Monday, July 14, 2008

Is Your Bank the Next to Collapse?

This a question that needs to be asked. How safe is our banking system? We know they are insured for the first $100,000. But can we really trust the banks and the government? They've been lying and cheating us for so long how can we trust them. On the hand a panic would be the worst thing that could happen. If the government and big business don't come together to solve the crisis panic will eventually set in.

Even as the Bush administration moved to rescue the nation’s two largest mortgage finance companies, confidence in the banking sector spiraled downward Monday.

In Southern California, lines snaked around branches of IndyMac Bancorp, the large lender that was seized by federal regulators on Friday, as customers hurried to withdraw their money. As the anxiety spread through the financial markets, two other big banks, one in Ohio and another in Washington State, were compelled to assert that they were sound.

Rumors lead to panic. The greatest rumor mongers are the speculators. And its the speculator that have gotten us into this mess:
Bank stocks swooned again Monday as rumors flew around trading desks about which bank would be the next to be taken out.

But wait a minute Weren't we reassured on Sunday that the Securities and Exchange Commission was going to try to put a stop to rumormongering on Wall Street?

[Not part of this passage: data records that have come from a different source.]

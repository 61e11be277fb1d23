//! shmlink Common Library
//!
//! This crate provides shared constants and configuration loading utilities
//! for all shmlink workspace crates.
//!
//! # Module Structure
//!
//! - [`consts`] - Segment key, permission, timeout and motion limits
//! - [`config`] - Configuration loading traits and types
//! - [`prelude`] - Common re-exports for convenience
//!
//! # Usage
//!
//! ```rust
//! use shmlink_common::consts::*;
//! use shmlink_common::config::{ConfigLoader, SharedConfig};
//! ```

pub mod config;
pub mod consts;
pub mod prelude;
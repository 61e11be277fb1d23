//! Platform-specific IPC primitives

#[cfg(target_os = "linux")]
pub mod linux;

#[cfg(target_os = "linux")]
pub use linux::*;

Turn up the laugh track, please.

Rumors are as much a part of trading culture as spitting is a part of Major League Baseball. And like insider trading, intent is difficult to prove. One trader's rumor is another trader's conventional wisdom, and it doesn't take long for sentiment to grab hold, particularly when the slightest inkling of news is picked up and repeated ad nauseum on cable television.

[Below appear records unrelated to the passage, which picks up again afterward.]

//! Relative mouse motion from a pointer channel.
//!
//! The producer publishes absolute per-update deltas (`x`, `y`) and raises
//! `changed`. [`MouseSource::poll`] consumes the update and turns it into
//! relative motion reports. A report carries at most
//! [`MOTION_DELTA_LIMIT`] per axis; the excess is kept and drained on later
//! polls, one report per poll.
//!
//! A delta is only picked up when it differs from the previous one on that
//! axis, so a producer repeating the same value publishes nothing new.

use crate::channel::SharedStructChannel;
use crate::error::ShmResult;
use serde::{Deserialize, Serialize};
use shmlink_common::config::ConfigError;
use shmlink_common::consts::{DEFAULT_POLL_INTERVAL_MS, MOTION_DELTA_LIMIT};
use std::time::Duration;
use tracing::{debug, trace};

/// Consumer settings.
#[derive(Debug, Clone, PartialEq, Eq, Serialize, Deserialize)]
#[serde(default)]
pub struct MouseConfig {
    /// Delay between polls in milliseconds
    pub poll_interval_ms: u64,
    /// Horizontal delta field
    pub x_field: String,
    /// Vertical delta field
    pub y_field: String,
    /// Update flag field
    pub flag_field: String,
    /// Optional button mask field
    pub buttons_field: Option<String>,
    /// Largest per-axis motion in one report
    pub motion_limit: i64,
}

impl Default for MouseConfig {
    fn default() -> Self {
        Self {
            poll_interval_ms: DEFAULT_POLL_INTERVAL_MS,
            x_field: "x".to_string(),
            y_field: "y".to_string(),
            flag_field: "changed".to_string(),
            buttons_field: None,
            motion_limit: MOTION_DELTA_LIMIT as i64,
        }
    }
}

impl MouseConfig {
    /// Poll interval as Duration.
    pub fn poll_interval(&self) -> Duration {
        Duration::from_millis(self.poll_interval_ms)
    }

    /// Validate the configuration.
    ///
    /// # Errors
    ///
    /// Returns `ConfigError::ValidationError` if `poll_interval_ms` or
    /// `motion_limit` is not positive, or a field name is empty.
    pub fn validate(&self) -> Result<(), ConfigError> {
        if self.poll_interval_ms == 0 {
            return Err(ConfigError::ValidationError(
                "poll_interval_ms must be positive".to_string(),
            ));
        }
        if self.motion_limit <= 0 {
            return Err(ConfigError::ValidationError(format!(
                "motion_limit must be positive, got {}",
                self.motion_limit
            )));
        }
        let names = [&self.x_field, &self.y_field, &self.flag_field];
        if names.iter().any(|n| n.is_empty()) || self.buttons_field.as_deref() == Some("") {
            return Err(ConfigError::ValidationError(
                "mouse field names cannot be empty".to_string(),
            ));
        }
        Ok(())
    }
}

/// Relative pointer motion.
#[derive(Debug, Clone, Copy, PartialEq, Eq)]
pub struct MotionEvent {
    /// Horizontal motion, within the motion limit
    pub xrel: i64,
    /// Vertical motion, within the motion limit
    pub yrel: i64,
}

/// Event produced by [`MouseSource::poll`].
#[derive(Debug, Clone, Copy, PartialEq, Eq)]
pub enum MouseEvent {
    /// Pointer moved
    Motion(MotionEvent),
    /// Button mask changed to the given value
    Buttons(i64),
}

/// Take up to `limit` from `remaining` toward zero.
pub fn drain_axis(remaining: &mut i64, limit: i64) -> i64 {
    let step = (*remaining).clamp(-limit, limit);
    *remaining -= step;
    step
}

/// Consumer side of a pointer channel.
pub struct MouseSource {
    channel: SharedStructChannel,
    config: MouseConfig,
    last_x: i64,
    last_y: i64,
    last_buttons: i64,
    remaining_x: i64,
    remaining_y: i64,
}

impl MouseSource {
    /// Wrap `channel` and discard any update pending from before we started.
    ///
    /// # Errors
    ///
    /// `UnknownField` if the channel's layout lacks a configured field.
    pub fn new(channel: SharedStructChannel, config: MouseConfig) -> ShmResult<Self> {
        config.validate()?;
        let layout = channel.layout();
        layout.field(&config.x_field)?;
        layout.field(&config.y_field)?;
        if let Some(buttons) = &config.buttons_field {
            layout.field(buttons)?;
        }

        channel.write_field(&config.flag_field, 0)?;
        debug!(key = channel.key(), "cleared pending pointer update");

        Ok(Self {
            channel,
            config,
            last_x: 0,
            last_y: 0,
            last_buttons: 0,
            remaining_x: 0,
            remaining_y: 0,
        })
    }

    /// Underlying channel
    pub fn channel(&self) -> &SharedStructChannel {
        &self.channel
    }

    /// Release the channel.
    pub fn into_channel(self) -> SharedStructChannel {
        self.channel
    }

    /// Settings in use
    pub fn config(&self) -> &MouseConfig {
        &self.config
    }

    /// Motion still owed on each axis.
    pub fn pending(&self) -> (i64, i64) {
        (self.remaining_x, self.remaining_y)
    }

    /// Consume any pending update and emit at most one button and one
    /// motion event.
    pub fn poll(&mut self) -> ShmResult<Vec<MouseEvent>> {
        let mut events = Vec::with_capacity(2);

        if let Some(update) = self.channel.take_update(&self.config.flag_field)? {
            if let Some(buttons_field) = &self.config.buttons_field {
                let buttons = update.get(buttons_field)?;
                if buttons != self.last_buttons {
                    self.last_buttons = buttons;
                    events.push(MouseEvent::Buttons(buttons));
                }
            }

            let x = update.get(&self.config.x_field)?;
            if x != self.last_x {
                self.remaining_x = x;
                self.last_x = x;
            }
            let y = update.get(&self.config.y_field)?;
            if y != self.last_y {
                self.remaining_y = y;
                self.last_y = y;
            }
            trace!(x, y, "pointer update consumed");
        }

        if self.remaining_x != 0 || self.remaining_y != 0 {
            let limit = self.config.motion_limit;
            events.push(MouseEvent::Motion(MotionEvent {
                xrel: drain_axis(&mut self.remaining_x, limit),
                yrel: drain_axis(&mut self.remaining_y, limit),
            }));
        }

        Ok(events)
    }
}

Even as federal regulators issued assurances that depositors’ savings were safe, Wall Street analysts circulated lists of lenders that might be vulnerable. Shares of regional banks plunged in one of the sharpest declines since the 1980s.

[...]Regulators and investors are bracing for a small number of banks to fail over the next 12 to 18 months. Analysts predict that 50 to 150 banks might stumble. In the first quarter this year, the F.D.I.C. listed 90 banks as troubled, which is far lower than the levels during the savings and loan crisis of the 1980s. Still, Ms. Bair said that number would increase. IndyMac, for example, was not on that first quarter list at the F.D.I.C. but was still seized by regulators.

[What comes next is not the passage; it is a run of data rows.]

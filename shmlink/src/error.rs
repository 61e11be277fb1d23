//! Error types for shared struct channel operations

use std::time::Duration;
use thiserror::Error;

/// Errors that can occur during channel operations
#[derive(Error, Debug)]
pub enum ShmError {
    /// Existing segment size disagrees with the requested layout
    #[error("Segment {key} is {actual} bytes, layout expects {expected}")]
    SegmentSizeMismatch {
        /// Segment key
        key: i32,
        /// Byte size of the requested layout
        expected: usize,
        /// Byte size of the existing segment
        actual: usize,
    },

    /// Caller lacks rights to the segment or its lock
    #[error("Permission denied accessing segment: {key}")]
    PermissionDenied {
        /// Segment key
        key: i32,
    },

    /// Lock was not acquired within the configured timeout
    #[error("Lock for segment {key} not acquired within {timeout:?}")]
    LockTimeout {
        /// Segment key
        key: i32,
        /// Timeout that elapsed
        timeout: Duration,
    },

    /// Other processes still hold the segment
    #[error("Segment {key} still attached by other processes ({attached:?})")]
    StillAttached {
        /// Segment key
        key: i32,
        /// Number of other attachments, when the backend can count them
        attached: Option<u64>,
    },

    /// Operation attempted on a closed handle
    #[error("Channel is not attached")]
    NotAttached,

    /// No segment exists for the key
    #[error("Segment not found: {key}")]
    NotFound {
        /// Segment key
        key: i32,
    },

    /// Field name not present in the layout
    #[error("Unknown field: {name}")]
    UnknownField {
        /// Requested field name
        name: String,
    },

    /// Value does not fit the field's declared width
    #[error("Value {value} out of range for field {field}")]
    ValueOutOfRange {
        /// Field name
        field: String,
        /// Rejected value
        value: i64,
    },

    /// Layout declaration rejected
    #[error("Invalid layout: {0}")]
    InvalidLayout(String),

    /// IO error
    #[error("IO error: {source}")]
    Io {
        /// Source IO error
        #[from]
        source: std::io::Error,
    },

    /// Nix system call error
    #[error("System call error: {source}")]
    Nix {
        /// Source nix error
        #[from]
        source: nix::Error,
    },

    /// Configuration error
    #[error("Configuration error: {source}")]
    Config {
        /// Source configuration error
        #[from]
        source: shmlink_common::config::ConfigError,
    },
}

/// Result type for channel operations
pub type ShmResult<T> = Result<T, ShmError>;

impl ShmError {
    /// Map an errno from a segment or lock syscall, attributing it to `key`.
    pub(crate) fn from_errno(key: i32, errno: nix::Error) -> Self {
        match errno {
            nix::Error::EACCES | nix::Error::EPERM => Self::PermissionDenied { key },
            nix::Error::ENOENT => Self::NotFound { key },
            other => Self::Nix { source: other },
        }
    }

    /// Map an IO error from a file-backed segment, attributing it to `key`.
    pub(crate) fn from_io(key: i32, err: std::io::Error) -> Self {
        match err.kind() {
            std::io::ErrorKind::PermissionDenied => Self::PermissionDenied { key },
            std::io::ErrorKind::NotFound => Self::NotFound { key },
            _ => Self::Io { source: err },
        }
    }
}

#[cfg(test)]
mod tests {
    use super::*;

    #[test]
    fn errno_mapping() {
        assert!(matches!(
            ShmError::from_errno(454, nix::Error::EACCES),
            ShmError::PermissionDenied { key: 454 }
        ));
        assert!(matches!(
            ShmError::from_errno(454, nix::Error::ENOENT),
            ShmError::NotFound { key: 454 }
        ));
        assert!(matches!(
            ShmError::from_errno(454, nix::Error::ENOMEM),
            ShmError::Nix { .. }
        ));
    }

    #[test]
    fn io_mapping() {
        let denied = std::io::Error::from(std::io::ErrorKind::PermissionDenied);
        assert!(matches!(
            ShmError::from_io(7, denied),
            ShmError::PermissionDenied { key: 7 }
        ));
        let other = std::io::Error::from(std::io::ErrorKind::InvalidData);
        assert!(matches!(ShmError::from_io(7, other), ShmError::Io { .. }));
    }
}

And it is the speculators that helping to drive up food prices:
The massive inflow of speculative funds into commodity markets is playing a big part in driving prices of oil and food higher, harming the world's economic growth and the lives of the most vulnerable, an annual government report said Tuesday.

This is the first time that the industry ministry's white paper on international economy and trade has provided a detailed analysis of soaring oil and food prices, officials said.

[...] "Therefore, it is believed that the inflow of speculative money, comprising pension funds and hedge funds, is also having a big influence," it said.

In the wake of the U.S. subprime lending crisis, the report said global investors seeking safer returns are pouring money heavily into commodities as a hedge against flagging stocks and the U.S. dollar.

The paper said that the futures price of corn in Chicago was $6 per bushel as of May this year, only about half of which was explainable by the supply and demand balance.